We even got to EAT a rainbow with these colorful rainbow fruit kabobs and explore new and fun green foods, like avocado. 

We worked together to build a tape rainbow and then used it as the base for our rainbow color scavenger hunt!  Some of the kids are really getting good at ripping tape off the rolls....such HARD work for little fingers!  But they are very motivated to learn how, so they work, work, work at it!

     We had so much fun learning and playing with colors!
     We had so much fun last week celebrating Dr. Seuss's birthday!  For the past couple of years, I think it has been the favorite "holiday" around here!  This year I brought out some old favorites (like painting with our feet, and then reading the Foot Book) as well as some new activities, art projects, and fun foods.  The kids had fun using tissue paper scraps to fill in their Red fish & Blue fish,  and loved dipping cotton balls into colored water to make colorful Truffula tree-tops!
     In addition to the fun art projects, we enjoyed some great Dr. Seuss themed games and activities, too.  The kids did some impressive building and patterning with our new Cat In the Hat foam stacking blocks, sharpened their fine-motor skills with some Tuffula tree beading, and even got to Hop on Pop!
     Of course we can't celebrate Dr. Seuss without having some Green Eggs & Ham, but we also had fun with lots of other Dr. Seuss themed meals and snacks.  One of their favorites was the fish cracker graphing along with some Pink Ink Drink (also from One fish, Two fish, Red fish, Blue fish).  We had colorful Lorax pasta with broccoli and asparagus "trees" and a blue alfredo river, played with Brown Bar-ba-loot bears and built our own Truffula trees (from the Lorax) using pretzel sticks and mini colored marshmallows, and at the suggestion of one of the kids, we even had a birthday cake for Dr. Seuss!
     We enjoyed celebrating Dr. Seuss once again and are now looking forward to lots of rainbow fun in the next couple of weeks, building up to St. Patrick's Day!
     We worked together on a group project today that helped the kids review their numbers and gave a fun visual demonstration of each number's value.   First, the kids each took a turn or two getting their fingers painted and stamping them onto our easel paper until we had the numbers from one to ten.   

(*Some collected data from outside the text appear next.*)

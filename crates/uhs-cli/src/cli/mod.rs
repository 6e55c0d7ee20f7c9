//! # CLI Module
//!
//! Process-level surface of `uhs-client-cli`.
//!
//! ## Module Structure
//!
//! - [`args`] - Argument parsing with clap
//! - [`exit_codes`] - Exit codes for failures before dispatch
//! - [`session`] - Opening the client, dispatching, shaping output
//!
//! ## Usage
//!
//! ```no_run
//! use clap::Parser;
//! use uhs_cli::cli::Cli;
//!
//! let cli = Cli::parse();
//! if let Some(invocation) = cli.invocation() {
//!     println!("running {:?}", invocation.tokens);
//! }
//! ```

pub mod args;
pub mod exit_codes;
pub mod session;

pub use args::{Cli, Invocation, OutputFormat, USAGE};
pub use session::{dispatch, open_client, Report};
//! Wallet bookkeeping: `newaddress`, `importinput`, `confirmtx`, `info`,
//! `sync`.

use uhs_client::{encode_address, format_amount, hash_from_hex, Client, Input};
use uhs_core::{CommandOutcome, TypedValue};

use super::{
    check_usage, client_failure, count, fail, CONFIRM_TX, CONFIRM_TX_USAGE, IMPORT_INPUT,
    IMPORT_INPUT_USAGE, NEW_ADDRESS, NO_ARGS_USAGE, SYNC,
};

/// Generates a key and returns its address under `Address`.
pub fn new_address(client: &mut dyn Client, args: &[String]) -> CommandOutcome {
    if let Err(usage) = check_usage(args, 1, NO_ARGS_USAGE) {
        return usage;
    }

    let key = match client.new_address() {
        Ok(key) => key,
        Err(e) => return client_failure(NEW_ADDRESS, &e),
    };
    match encode_address(&key) {
        Ok(address) => {
            let mut outcome = CommandOutcome::success();
            outcome.set("Address", address);
            outcome
        }
        Err(e) => fail(NEW_ADDRESS, e),
    }
}

/// Imports a hex-encoded input sent by another wallet.
pub fn import_input(client: &mut dyn Client, args: &[String]) -> CommandOutcome {
    if let Err(usage) = check_usage(args, 2, IMPORT_INPUT_USAGE) {
        return usage;
    }

    let Ok(bytes) = hex::decode(args[1].trim()) else {
        return fail(IMPORT_INPUT, "Invalid input encoding");
    };
    let Some(input) = Input::from_bytes(&bytes) else {
        return fail(IMPORT_INPUT, "Invalid input");
    };

    match client.import_send_input(input) {
        Ok(()) => CommandOutcome::success(),
        Err(e) => client_failure(IMPORT_INPUT, &e),
    }
}

/// Confirms a pending transaction by id.
///
/// Payload: `Confirmed Balance` and `UTXOs` after confirmation.
pub fn confirm_tx(client: &mut dyn Client, args: &[String]) -> CommandOutcome {
    if let Err(usage) = check_usage(args, 2, CONFIRM_TX_USAGE) {
        return usage;
    }

    let Some(id) = hash_from_hex(args[1].trim()) else {
        return fail(CONFIRM_TX, "Invalid transaction id");
    };

    match client.confirm_transaction(&id) {
        Ok(true) => {
            let mut outcome = CommandOutcome::success();
            outcome.set("Confirmed Balance", format_amount(client.balance()));
            outcome.set("UTXOs", count(client.utxo_count()));
            outcome
        }
        Ok(false) => fail(CONFIRM_TX, "Unknown TXID"),
        Err(e) => client_failure(CONFIRM_TX, &e),
    }
}

/// Reports `balance`, `UTXOs` and `pending TXs`.
pub fn info(client: &mut dyn Client, args: &[String]) -> CommandOutcome {
    if let Err(usage) = check_usage(args, 1, NO_ARGS_USAGE) {
        return usage;
    }

    let mut outcome = CommandOutcome::success();
    outcome.set("balance", format_amount(client.balance()));
    outcome.set("UTXOs", TypedValue::ULong(count(client.utxo_count())));
    outcome.set("pending TXs", TypedValue::ULong(count(client.pending_tx_count())));
    outcome
}

/// Confirms pending transactions and folds in imported inputs.
pub fn sync(client: &mut dyn Client, args: &[String]) -> CommandOutcome {
    if let Err(usage) = check_usage(args, 1, NO_ARGS_USAGE) {
        return usage;
    }

    match client.sync() {
        Ok(()) => CommandOutcome::success(),
        Err(e) => client_failure(SYNC, &e),
    }
}
//! The result of running one command.
//!
//! A [`CommandOutcome`] carries a [`Status`], an error message, an exit code
//! and a map-shaped [`TypedValue`] payload. The payload is turned into text
//! by a [`Renderer`] chosen when the outcome is built.
//!
//! # Example
//!
//! ```
//! use uhs_core::outcome::{CommandOutcome, Status};
//!
//! let mut outcome = CommandOutcome::success();
//! outcome.set("UTXOs", 2u64);
//! assert_eq!(outcome.status(), Status::Success);
//! assert_eq!(outcome.render(), "UTXOs 2\n");
//!
//! let failed = CommandOutcome::error("send: Could not decode address");
//! assert_eq!(failed.render(), "send: Could not decode address");
//! ```

use std::fmt;

use crate::value::{render, TypedValue};

/// Turns a payload into text.
pub type Renderer = Box<dyn Fn(&TypedValue) -> String + Send + Sync>;

/// Terminal state of a command.
#[derive(Debug, Clone, Copy, PartialEq, Eq, Hash)]
pub enum Status {
    /// The command completed.
    Success,
    /// The command was rejected or failed; the message says why.
    Error,
    /// The payload holds help text.
    Help,
}

impl fmt::Display for Status {
    fn fmt(&self, f: &mut fmt::Formatter<'_>) -> fmt::Result {
        match self {
            Self::Success => write!(f, "success"),
            Self::Error => write!(f, "error"),
            Self::Help => write!(f, "help"),
        }
    }
}

/// Status, message, exit code and payload of a single command invocation.
pub struct CommandOutcome {
    status: Status,
    err: String,
    code: i32,
    payload: TypedValue,
    renderer: Renderer,
}

impl CommandOutcome {
    /// Outcome with the given status, no message and the default renderer.
    #[must_use]
    pub fn new(status: Status) -> Self {
        Self::with_message(status, String::new())
    }

    /// Outcome with the given status and message.
    #[must_use]
    pub fn with_message(status: Status, err: impl Into<String>) -> Self {
        Self::with_renderer(status, err, Box::new(render))
    }

    /// Outcome that renders its payload with `renderer`.
    ///
    /// ```
    /// use uhs_core::outcome::{CommandOutcome, Status};
    /// use uhs_core::value::render_json;
    ///
    /// let mut outcome = CommandOutcome::with_renderer(Status::Success, "", Box::new(render_json));
    /// outcome.set("count", 1i32);
    /// assert!(outcome.render().contains("\"count\": 1"));
    /// ```
    #[must_use]
    pub fn with_renderer(status: Status, err: impl Into<String>, renderer: Renderer) -> Self {
        Self {
            status,
            err: err.into(),
            code: 0,
            payload: TypedValue::map(),
            renderer,
        }
    }

    /// A `Success` outcome with an empty payload.
    #[must_use]
    pub fn success() -> Self {
        Self::new(Status::Success)
    }

    /// An `Error` outcome carrying `err`.
    #[must_use]
    pub fn error(err: impl Into<String>) -> Self {
        Self::with_message(Status::Error, err)
    }

    /// A `Help` outcome whose message heads the help listing.
    #[must_use]
    pub fn help(header: impl Into<String>) -> Self {
        Self::with_message(Status::Help, header)
    }

    /// Stores `value` under `key` in the payload.
    ///
    /// The payload is a map from construction, so this always succeeds.
    pub fn set(&mut self, key: impl Into<String>, value: impl Into<TypedValue>) -> bool {
        self.payload.set_key(key, value)
    }

    /// Entry of the payload under `key`.
    #[must_use]
    pub fn get(&self, key: &str) -> Option<&TypedValue> {
        self.payload.as_map().and_then(|entries| entries.get(key))
    }

    /// The payload.
    #[must_use]
    pub const fn payload(&self) -> &TypedValue {
        &self.payload
    }

    /// Current status.
    #[must_use]
    pub const fn status(&self) -> Status {
        self.status
    }

    /// Overrides the status.
    pub fn set_status(&mut self, status: Status) {
        self.status = status;
    }

    /// `true` for `Success` outcomes.
    #[must_use]
    pub fn is_success(&self) -> bool {
        self.status == Status::Success
    }

    /// The error message; empty if none was set.
    #[must_use]
    pub fn err_msg(&self) -> &str {
        &self.err
    }

    /// Replaces the error message.
    pub fn set_err_msg(&mut self, err: impl Into<String>) {
        self.err = err.into();
    }

    /// Process exit code; only meaningful for `Error` outcomes.
    #[must_use]
    pub const fn code(&self) -> i32 {
        self.code
    }

    /// Sets the process exit code.
    pub fn set_code(&mut self, code: i32) {
        self.code = code;
    }

    /// Replaces the renderer used by [`render`](Self::render).
    pub fn set_renderer(&mut self, renderer: Renderer) {
        self.renderer = renderer;
    }

    /// Error message followed by the rendered payload.
    #[must_use]
    pub fn render(&self) -> String {
        let mut text = self.err.clone();
        text.push_str(&(self.renderer)(&self.payload));
        text
    }
}

impl fmt::Display for CommandOutcome {
    fn fmt(&self, f: &mut fmt::Formatter<'_>) -> fmt::Result {
        f.write_str(&self.render())
    }
}

impl fmt::Debug for CommandOutcome {
    fn fmt(&self, f: &mut fmt::Formatter<'_>) -> fmt::Result {
        f.debug_struct("CommandOutcome")
            .field("status", &self.status)
            .field("err", &self.err)
            .field("code", &self.code)
            .field("payload", &self.payload)
            .finish_non_exhaustive()
    }
}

Next, we played a little game by using these great number sticker tags to label each set of finger prints.  And, ta-da! :)  We now have our very own numbers poster that was lots of fun to make!
     I'm back!  The new baby and I are, so far, adjusting well to merging our days with all the other kids... I'm glad to report that the first couple of days back have gone really well! 
     Today the kids made some festive trees using strips of green paper cut to varying lengths.  It was great practice using the pre-math skill of judging biggest to smallest, as they had to compare the rectangular strips to get them in the right order to make a tree shape.  They also had to use their visual-spacial and visual planning skills to lay the strips in a way that would allow them to fit the whole tree onto their paper.  Of course, for the younger ones we didn't worry so much about those things, and instead let them focus on the fine motor skills of  picking up the papers, applying glue, and placing them down to make a much more "abstract" tree!  :)  
     We then placed a foil star sticker at the top and used some Q-tips dipped in white paint to add some snowflakes!
Today we used painter's tape and foam stickers to create some resist paintings.  The kids made pictures, letters, and designs using the tape and stickers (and worked really hard at peeling the backs off the stickers and learning how to rip the tape off the roll - great fine motor work!), and then used watercolors to paint around their designs.
Once they were done painting, most of the kids peeled off all of their designs to see the picture that it left underneath!
     Today we did a simple finger-painting activity (which usually turns into an "up-to-the-elbows" painting activity for at least a few of the kids!) to make some beautiful fall trees!  We first talked about how our trees have been changing, and I had the kids tell me which colors they have seen on the trees.  Using those colors, they then painted their tree-tops and we stuck those into the cardboard tube trunks.
Preschool finger painting fall trees
Our beautiful fall forest!
Preschool color wheel
    The kids and I have had so much fun with our color wheel project over the past several weeks!  As we wrap it up this week, I had the kids help me sort out some purple objects to fill in the last section of the big color wheel.  They also each got to make their own color wheel to take home with them.  We started the individual color wheels out with a few dabs of paint for them to spread and mix together.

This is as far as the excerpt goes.